Es ist eine Spitze gegen Merz, der sich mit seiner Forderung, eine Art Aufnahmestopp für Geflüchtete aus Syrien und Afghanistan zu verhängen, viel Kritik eingehandelt hatte. In der SPD ist von „Parolen“ die Rede, sogar von „Populismus“. Tatsächlich wäre ein solches Vorhaben mit großen rechtlichen Schwierigkeiten verbunden, mindestens. Merz verteidigt die Idee zwar, räumt jedoch ein, dass es dort noch Klärungsbedarf gebe. Hauptsache: darüber reden! Das lässt sich als Oppositionsführer nunmal leichter sagen.

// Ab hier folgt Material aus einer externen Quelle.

//! Prelude module that re-exports the types needed for everyday use.
//!
//! ```rust
//! use exchange_core::prelude::*;
//! ```

// Engine surface
pub use crate::engine::{
    Accepted, Engine, EngineError, FatalError, ModifyRequest, RejectReason, TransientError,
};

// Order and trade types
pub use crate::types::{
    AssetId, ClientOrderId, Order, OrderId, OrderKind, OrderRequest, OrderStatus, ParticipantId,
    Side, Symbol, TimeInForce, Trade, Trail,
};

// Configuration and reference data
pub use crate::refdata::{
    AssetConfig, EngineConfig, ReferenceData, RiskLimits, SelfMatchPolicy, SessionConfig,
    SymbolConfig, TriggerSource,
};

// Ledger types
pub use crate::ledger::{Balance, Ledger, LedgerError};

// Book views
pub use crate::book::{DepthSnapshot, LevelView};

// Journal surface
pub use crate::journal::{
    EngineEvent, EventJournal, EventKind, JournalError, JsonEventSerializer, MemoryJournal,
};

// Utility functions
pub use crate::utils::current_time_millis;
//! Order records and the enums that classify them.

use super::ids::{ClientOrderId, OrderId, ParticipantId, Symbol};
use serde::{Deserialize, Serialize};
use std::fmt;

/// The side of an order.
#[derive(Debug, Clone, Copy, PartialEq, Eq, Hash, Serialize, Deserialize)]
#[serde(rename_all = "lowercase")]
pub enum Side {
    /// Buy side (bids).
    Buy,
    /// Sell side (asks).
    Sell,
}

impl Side {
    /// Returns the opposite side.
    pub fn opposite(self) -> Self {
        match self {
            Side::Buy => Side::Sell,
            Side::Sell => Side::Buy,
        }
    }
}

impl fmt::Display for Side {
    fn fmt(&self, f: &mut fmt::Formatter<'_>) -> fmt::Result {
        match self {
            Side::Buy => f.write_str("buy"),
            Side::Sell => f.write_str("sell"),
        }
    }
}

/// Order type. Conditional kinds (`Stop`, `StopLimit`, `TrailingStop`,
/// `TakeProfit`) are held off the book until their trigger fires.
#[derive(Debug, Clone, Copy, PartialEq, Eq, Serialize, Deserialize)]
#[serde(rename_all = "snake_case")]
pub enum OrderKind {
    /// Execute immediately against available liquidity.
    Market,
    /// Execute up to the limit price, rest any remainder.
    Limit,
    /// Converts to a market order when the trigger price is reached.
    Stop,
    /// Converts to a limit order when the trigger price is reached.
    StopLimit,
    /// Stop whose trigger follows the market by a fixed or percentage trail.
    TrailingStop,
    /// Converts to a market order when the target price is reached.
    TakeProfit,
    /// Shows only `display_quantity` on the book, replenishing from a
    /// hidden pool as slices fill.
    Iceberg,
    /// Must rest as maker; rejected if any part would cross.
    PostOnly,
}

impl OrderKind {
    /// Returns `true` for kinds that wait in the advanced-order registry
    /// rather than going straight to the book.
    pub fn is_triggered(self) -> bool {
        matches!(
            self,
            OrderKind::Stop | OrderKind::StopLimit | OrderKind::TrailingStop | OrderKind::TakeProfit
        )
    }
}

impl fmt::Display for OrderKind {
    fn fmt(&self, f: &mut fmt::Formatter<'_>) -> fmt::Result {
        let s = match self {
            OrderKind::Market => "market",
            OrderKind::Limit => "limit",
            OrderKind::Stop => "stop",
            OrderKind::StopLimit => "stop_limit",
            OrderKind::TrailingStop => "trailing_stop",
            OrderKind::TakeProfit => "take_profit",
            OrderKind::Iceberg => "iceberg",
            OrderKind::PostOnly => "post_only",
        };
        f.write_str(s)
    }
}

/// How long an order remains active before it executes or expires.
#[derive(Debug, Clone, Copy, PartialEq, Eq, Serialize, Deserialize)]
#[serde(rename_all = "lowercase")]
pub enum TimeInForce {
    /// Good till cancelled.
    Gtc,
    /// Immediate or cancel: any unfilled remainder is cancelled.
    Ioc,
    /// Fill or kill: rejected unless the full quantity is fillable.
    Fok,
    /// Valid until the session close sweep.
    Day,
    /// Good till date: valid until the given millisecond timestamp.
    Gtd(u64),
}

impl Default for TimeInForce {
    fn default() -> Self {
        TimeInForce::Gtc
    }
}

impl TimeInForce {
    /// Returns `true` if the order may never rest on the book.
    pub fn is_immediate(self) -> bool {
        matches!(self, TimeInForce::Ioc | TimeInForce::Fok)
    }

    /// Checks expiry against the current time and the session close, if any.
    pub fn is_expired(self, now_ms: u64, session_close_ms: Option<u64>) -> bool {
        match self {
            TimeInForce::Gtd(expiry) => now_ms >= expiry,
            TimeInForce::Day => session_close_ms.is_some_and(|close| now_ms >= close),
            _ => false,
        }
    }
}

/// Trailing distance for a trailing-stop order: a fixed price offset or a
/// percentage expressed in basis points.
#[derive(Debug, Clone, Copy, PartialEq, Eq, Serialize, Deserialize)]
#[serde(rename_all = "snake_case")]
pub enum Trail {
    /// Fixed offset in raw quote price units.
    Amount(u128),
    /// Percentage of the water mark, in basis points (100 bps = 1%).
    Bps(u32),
}

/// The lifecycle state of an order.
#[derive(Debug, Clone, Copy, PartialEq, Eq, Serialize, Deserialize)]
#[serde(rename_all = "snake_case")]
pub enum OrderStatus {
    /// Accepted, not yet filled.
    New,
    /// Waiting in the advanced-order registry for its trigger.
    PendingTrigger,
    /// Some quantity filled, remainder still working.
    PartiallyFilled,
    /// Fully filled. Terminal.
    Filled,
    /// Cancelled by the user or the engine. Terminal.
    Cancelled,
    /// Rejected at ingress. Terminal.
    Rejected,
    /// Expired by time in force. Terminal.
    Expired,
}

impl OrderStatus {
    /// Returns `true` while the order can still transition.
    pub fn is_active(self) -> bool {
        matches!(
            self,
            OrderStatus::New | OrderStatus::PendingTrigger | OrderStatus::PartiallyFilled
        )
    }

    /// Returns `true` for terminal states.
    pub fn is_terminal(self) -> bool {
        !self.is_active()
    }
}

/// An order submission as received from the gateway collaborator.
#[derive(Debug, Clone, Serialize, Deserialize)]
pub struct OrderRequest {
    /// Submitting participant.
    pub participant: ParticipantId,
    /// Trading symbol.
    pub symbol: Symbol,
    /// Buy or sell.
    pub side: Side,
    /// Order type.
    pub kind: OrderKind,
    /// Total quantity in base-asset raw units.
    pub quantity: u128,
    /// Limit price in quote raw units, where applicable.
    #[serde(default)]
    pub limit_price: Option<u128>,
    /// Stop / trigger price, where applicable.
    #[serde(default)]
    pub stop_price: Option<u128>,
    /// Trailing distance for trailing stops.
    #[serde(default)]
    pub trail: Option<Trail>,
    /// Displayed slice size for iceberg orders.
    #[serde(default)]
    pub display_quantity: Option<u128>,
    /// Time in force; defaults to GTC.
    #[serde(default)]
    pub time_in_force: TimeInForce,
    /// Optional client-assigned id, dedup-checked among active orders.
    #[serde(default)]
    pub client_order_id: Option<ClientOrderId>,
    /// Optional OCO sibling: an active order cancelled when this one trades,
    /// and vice versa.
    #[serde(default)]
    pub oco_sibling: Option<OrderId>,
}

impl OrderRequest {
    /// Convenience constructor for a GTC limit order.
    pub fn limit(
        participant: impl Into<ParticipantId>,
        symbol: impl Into<Symbol>,
        side: Side,
        price: u128,
        quantity: u128,
    ) -> Self {
        Self {
            participant: participant.into(),
            symbol: symbol.into(),
            side,
            kind: OrderKind::Limit,
            quantity,
            limit_price: Some(price),
            stop_price: None,
            trail: None,
            display_quantity: None,
            time_in_force: TimeInForce::Gtc,
            client_order_id: None,
            oco_sibling: None,
        }
    }

    /// Convenience constructor for a market order.
    pub fn market(
        participant: impl Into<ParticipantId>,
        symbol: impl Into<Symbol>,
        side: Side,
        quantity: u128,
    ) -> Self {
        Self {
            participant: participant.into(),
            symbol: symbol.into(),
            side,
            kind: OrderKind::Market,
            quantity,
            limit_price: None,
            stop_price: None,
            trail: None,
            display_quantity: None,
            time_in_force: TimeInForce::Ioc,
            client_order_id: None,
            oco_sibling: None,
        }
    }

    /// Sets the time in force.
    pub fn with_tif(mut self, tif: TimeInForce) -> Self {
        self.time_in_force = tif;
        self
    }

    /// Sets the client order id.
    pub fn with_client_id(mut self, id: impl Into<ClientOrderId>) -> Self {
        self.client_order_id = Some(id.into());
        self
    }
}

/// The full lifecycle record of an accepted order, owned by its symbol
/// worker.
#[derive(Debug, Clone, Serialize, Deserialize)]
pub struct Order {
    /// Engine-assigned id.
    pub id: OrderId,
    /// Client-assigned id, if any.
    pub client_order_id: Option<ClientOrderId>,
    /// Owning participant.
    pub participant: ParticipantId,
    /// Trading symbol.
    pub symbol: Symbol,
    /// Buy or sell.
    pub side: Side,
    /// Order type.
    pub kind: OrderKind,
    /// Time in force.
    pub time_in_force: TimeInForce,
    /// Limit price, where applicable.
    pub limit_price: Option<u128>,
    /// Stop / trigger price, where applicable.
    pub stop_price: Option<u128>,
    /// Trailing distance, where applicable.
    pub trail: Option<Trail>,
    /// Total quantity in base raw units.
    pub quantity: u128,
    /// Displayed slice size for icebergs.
    pub display_quantity: Option<u128>,
    /// Quantity filled so far.
    pub filled: u128,
    /// Current status.
    pub status: OrderStatus,
    /// Arrival sequence, strictly increasing within the symbol.
    pub sequence: u64,
    /// Parent order for iceberg slices.
    pub parent: Option<OrderId>,
    /// Linked OCO sibling, if any.
    pub oco_sibling: Option<OrderId>,
    /// Submission timestamp in milliseconds.
    pub created_at: u64,
}

impl Order {
    /// Quantity not yet filled.
    pub fn remaining(&self) -> u128 {
        self.quantity - self.filled
    }
}

#[cfg(test)]
mod tests {
    use super::*;

    #[test]
    fn test_side_opposite() {
        assert_eq!(Side::Buy.opposite(), Side::Sell);
        assert_eq!(Side::Sell.opposite(), Side::Buy);
    }

    #[test]
    fn test_triggered_kinds() {
        assert!(OrderKind::Stop.is_triggered());
        assert!(OrderKind::TrailingStop.is_triggered());
        assert!(OrderKind::TakeProfit.is_triggered());
        assert!(!OrderKind::Limit.is_triggered());
        assert!(!OrderKind::Iceberg.is_triggered());
    }

    #[test]
    fn test_tif_immediate() {
        assert!(TimeInForce::Ioc.is_immediate());
        assert!(TimeInForce::Fok.is_immediate());
        assert!(!TimeInForce::Gtc.is_immediate());
    }

    #[test]
    fn test_tif_expiry() {
        assert!(TimeInForce::Gtd(100).is_expired(100, None));
        assert!(!TimeInForce::Gtd(100).is_expired(99, None));
        assert!(TimeInForce::Day.is_expired(50, Some(40)));
        assert!(!TimeInForce::Day.is_expired(50, None));
        assert!(!TimeInForce::Gtc.is_expired(u64::MAX, Some(0)));
    }

    #[test]
    fn test_status_transitions() {
        assert!(OrderStatus::New.is_active());
        assert!(OrderStatus::PendingTrigger.is_active());
        assert!(OrderStatus::PartiallyFilled.is_active());
        assert!(OrderStatus::Filled.is_terminal());
        assert!(OrderStatus::Cancelled.is_terminal());
        assert!(OrderStatus::Rejected.is_terminal());
        assert!(OrderStatus::Expired.is_terminal());
    }

    #[test]
    fn test_request_builders() {
        let req = OrderRequest::limit("alice", "DEC/USD", Side::Buy, 10_000, 500)
            .with_tif(TimeInForce::Day)
            .with_client_id("c-1");
        assert_eq!(req.kind, OrderKind::Limit);
        assert_eq!(req.limit_price, Some(10_000));
        assert_eq!(req.time_in_force, TimeInForce::Day);
        assert_eq!(req.client_order_id, Some(ClientOrderId::new("c-1")));

        let m = OrderRequest::market("bob", "DEC/USD", Side::Sell, 10);
        assert_eq!(m.kind, OrderKind::Market);
        assert_eq!(m.time_in_force, TimeInForce::Ioc);
    }
}
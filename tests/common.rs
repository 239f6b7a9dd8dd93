//! Shared helpers for the integration tests: a two-asset venue (USD at
//! scale 2, DEC at scale 8) with a 10% price band and default SMP policy.

#![allow(dead_code)]

use exchange_core::prelude::*;
use std::collections::HashMap;
use std::sync::Arc;

/// 1 DEC in raw units (scale 8).
pub const DEC_UNIT: u128 = 100_000_000;
/// 1 USD in raw units (scale 2).
pub const USD_UNIT: u128 = 100;

/// Whole DEC to raw units.
pub fn dec(units: u128) -> u128 {
    units * DEC_UNIT
}

/// Whole USD to raw units.
pub fn usd(units: u128) -> u128 {
    units * USD_UNIT
}

pub fn p(id: &str) -> ParticipantId {
    ParticipantId::from(id)
}

pub fn sym() -> Symbol {
    Symbol::from("DEC/USD")
}

pub fn usd_asset() -> AssetId {
    AssetId::from("USD")
}

pub fn dec_asset() -> AssetId {
    AssetId::from("DEC")
}

/// The venue configuration shared by the scenario tests.
pub fn venue_config() -> EngineConfig {
    EngineConfig {
        assets: vec![
            AssetConfig { id: usd_asset(), scale: 2 },
            AssetConfig { id: dec_asset(), scale: 8 },
        ],
        symbols: vec![SymbolConfig {
            symbol: sym(),
            base: dec_asset(),
            quote: usd_asset(),
            tick_size: 1,
            lot_size: 1,
            min_quantity: 1,
            max_quantity: dec(1_000_000),
            band_bps: 1_000,
            smp_policy: SelfMatchPolicy::CancelIncoming,
            trigger_source: TriggerSource::LastTrade,
        }],
        session: SessionConfig::default(),
        default_limits: RiskLimits::default(),
        participant_limits: HashMap::new(),
    }
}

/// A fresh engine over [`venue_config`], with its journal for inspection.
pub fn venue() -> (Engine, Arc<MemoryJournal>) {
    let journal = Arc::new(MemoryJournal::new());
    let engine = Engine::new(&venue_config(), journal.clone()).expect("valid config");
    (engine, journal)
}

/// Deposits whole USD.
pub fn fund_usd(engine: &Engine, who: &str, whole: u128) {
    engine.deposit(&p(who), &usd_asset(), usd(whole)).expect("deposit");
}

/// Deposits whole DEC.
pub fn fund_dec(engine: &Engine, who: &str, whole: u128) {
    engine.deposit(&p(who), &dec_asset(), dec(whole)).expect("deposit");
}

/// Establishes a last trade at `price` between two throwaway participants,
/// so band checks and triggers have a reference.
pub fn seed_last_trade(engine: &Engine, price: u128) {
    fund_dec(engine, "seed-seller", 1);
    fund_usd(engine, "seed-buyer", 1_000_000);
    engine
        .submit(OrderRequest::limit("seed-seller", "DEC/USD", Side::Sell, price, dec(1)))
        .expect("seed sell");
    let accepted = engine
        .submit(OrderRequest::limit("seed-buyer", "DEC/USD", Side::Buy, price, dec(1)))
        .expect("seed buy");
    // the seed cross comes first; triggers it sets off may trade after it
    assert_eq!(accepted.trades.first().map(|t| t.price), Some(price));
}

Scholz sagt: „Die Regierung und die Opposition sind immer gut gehalten, zusammenzuarbeiten, nicht quer – durcheinander, sondern miteinander. Und deshalb ist es wichtig, dass die Bereitschaft existiert.“
Schließlich findet der Kanzler In Jena nach einem Umweg über den Ukraine-Krieg doch noch zu Thüringen. Und seine gebeutelte SPD. Die Partei pendelt hier – ähnlich wie im Nachbarland Sachsen – gefährlich nahe der 5-Prozent-Hürde und könnte erstmals in der Geschichte der Bundesrepublik aus einem Parlament fliegen.
Ein komplizierter Balanceakt für Merz
Nur die Sozialdemokraten, ruft Scholz über den Marktplatz, könnten noch dafür sorgen, dass Thüringen „ordentlich regiert“ werde. Was er meint: Die einzige realistische Mehrheitsoption ist laut Umfragelage eine Koalition von CDU und BSW – unter Führung der Union.
Aber auch für Merz ist die Lage in Thüringen hochgefährlich. Das Land, in dem sich notorisch schwer Mehrheiten bilden lassen, könnte ihn im Ernstfall sogar eigentlich sichere Nominierung kosten. Die Abgrenzung zur AfD bei gleichzeitiger Kooperation mit der Linke-Ausgründung BSW wird ein extrem komplizierter Balanceakt. Zudem ist in Erfurt politisch traditionell nichts vorhersehbar.
An diesem Sonntag entscheidet sich daher nicht nur, wie es für Thüringen oder Sachsen weitergeht – sondern auch für Scholz und Merz.